-- TO DO --
Beginning at the line that contains "place anywhere in", return every remaining line of the data below exactly; return nothing before it.
START MATERIALS PROVIDED
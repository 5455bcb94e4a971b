//! Branded terminal entrance screen for the Polaris Medico suite.
//!
//! Renders a full-screen login form with a simulated biometric
//! verification flow: the operator enters a professional ID, triggers a
//! face or fingerprint scan, and after a fixed scan-and-transition
//! sequence the screen hands off a hard-coded clinician payload to its
//! completion callback. No real authentication takes place anywhere in
//! this crate.

pub mod app;
pub mod assets;
pub mod auth;
pub mod cli;
pub mod components;
pub mod config;
pub mod icons;
pub mod scan;
pub mod styles;
pub mod tui;
pub mod ui;
pub mod utils;
pub mod widgets;

pub use app::{App, LoginCallback};
pub use auth::{AuthPayload, Authenticator, ScanKind, SimulatedAuthenticator};
pub use config::Config;
pub use scan::{ScanSequence, SequenceEvent};
pub use ui::{AuthPhase, FormField, LoginEvent, LoginState, Mode};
END MATERIALS PROVIDED
-- EXPECTED ANSWER --
//! completion callback. No real authentication takes place anywhere in
//! this crate.

pub mod app;
pub mod assets;
pub mod auth;
pub mod cli;
pub mod components;
pub mod config;
pub mod icons;
pub mod scan;
pub mod styles;
pub mod tui;
pub mod ui;
pub mod utils;
pub mod widgets;

pub use app::{App, LoginCallback};
pub use auth::{AuthPayload, Authenticator, ScanKind, SimulatedAuthenticator};
pub use config::Config;
pub use scan::{ScanSequence, SequenceEvent};
pub use ui::{AuthPhase, FormField, LoginEvent, LoginState, Mode};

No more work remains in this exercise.